───── Information shown
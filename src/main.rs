use anyhow::{Context, Result};
use clap::Parser;
use tracing::warn;
use tracing_subscriber::{fmt, EnvFilter};

mod api;
mod cli;
mod codebase;
mod config;
mod conversation;
mod output;
mod response;
mod session;
mod transcript;
mod turn;

use api::AnthropicClient;
use cli::{resolve_output_dir, Cli};
use codebase::normalize_extensions;
use config::{api_key_from_env, default_config_path, resolve_model, Config};
use session::{Session, SessionSettings, SystemPrompts};
use transcript::TranscriptStore;

#[tokio::main(flavor = "current_thread")]
async fn main() -> Result<()> {
    let cli = Cli::parse();

    // Initialize logging; RUST_LOG takes precedence over -v
    let default_level = if cli.verbose { "debug" } else { "info" };
    let filter =
        EnvFilter::try_from_default_env().unwrap_or_else(|_| EnvFilter::new(default_level));

    fmt()
        .with_env_filter(filter)
        .with_writer(std::io::stderr)
        .init();

    println!("ClaudeCLI");

    let config_path = match cli.config {
        Some(path) => path,
        None => default_config_path()?,
    };
    let config = Config::load_or_create(&config_path)?;

    let model = match &cli.model {
        Some(name) => resolve_model(name),
        None => config.anthropic_model.clone(),
    };
    println!("Model in use: {}\n", model);

    let api_key = api_key_from_env()?;
    let output_dir = resolve_output_dir(cli.output_dir)?;
    let prompts = SystemPrompts::load(cli.coder_system_prompt, cli.general_system_prompt)?;

    let transport = AnthropicClient::new(&config.anthropic_api_url, api_key, config.timeout_secs)
        .context("Failed to create API client")?;

    let transcript = if config.save_transcripts {
        match TranscriptStore::new(None) {
            Ok(store) => Some(store),
            Err(e) => {
                warn!("Transcripts will not be saved: {:#}", e);
                None
            }
        }
    } else {
        None
    };

    let settings = SessionSettings {
        model,
        output_dir,
        force: cli.force,
        prompts,
    };

    let mut session = Session::new(transport, config, settings, transcript);
    session.load_codebases(&cli.sources, &normalize_extensions(&cli.file_extensions));
    session.run().await
}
──────────
Transcribe every record above word for word.

filename src/main.rs
use anyhow::{Context, Result};
use clap::Parser;
use tracing::warn;
use tracing_subscriber::{fmt, EnvFilter};

mod api;
mod cli;
mod codebase;
mod config;
mod conversation;
mod output;
mod response;
mod session;
mod transcript;
mod turn;

use api::AnthropicClient;
use cli::{resolve_output_dir, Cli};
use codebase::normalize_extensions;
use config::{api_key_from_env, default_config_path, resolve_model, Config};
use session::{Session, SessionSettings, SystemPrompts};
use transcript::TranscriptStore;

#[tokio::main(flavor = "current_thread")]
async fn main() -> Result<()> {
    let cli = Cli::parse();

    // Initialize logging; RUST_LOG takes precedence over -v
    let default_level = if cli.verbose { "debug" } else { "info" };
    let filter =
        EnvFilter::try_from_default_env().unwrap_or_else(|_| EnvFilter::new(default_level));

    fmt()
        .with_env_filter(filter)
        .with_writer(std::io::stderr)
        .init();

    println!("ClaudeCLI");

    let config_path = match cli.config {
        Some(path) => path,
        None => default_config_path()?,
    };
    let config = Config::load_or_create(&config_path)?;

    let model = match &cli.model {
        Some(name) => resolve_model(name),
        None => config.anthropic_model.clone(),
    };
    println!("Model in use: {}\n", model);

    let api_key = api_key_from_env()?;
    let output_dir = resolve_output_dir(cli.output_dir)?;
    let prompts = SystemPrompts::load(cli.coder_system_prompt, cli.general_system_prompt)?;

    let transport = AnthropicClient::new(&config.anthropic_api_url, api_key, config.timeout_secs)
        .context("Failed to create API client")?;

    let transcript = if config.save_transcripts {
        match TranscriptStore::new(None) {
            Ok(store) => Some(store),
            Err(e) => {
                warn!("Transcripts will not be saved: {:#}", e);
                None
            }
        }
    } else {
        None
    };

    let settings = SessionSettings {
        model,
        output_dir,
        force: cli.force,
        prompts,
    };

    let mut session = Session::new(transport, config, settings, transcript);
    session.load_codebases(&cli.sources, &normalize_extensions(&cli.file_extensions));
    session.run().await
}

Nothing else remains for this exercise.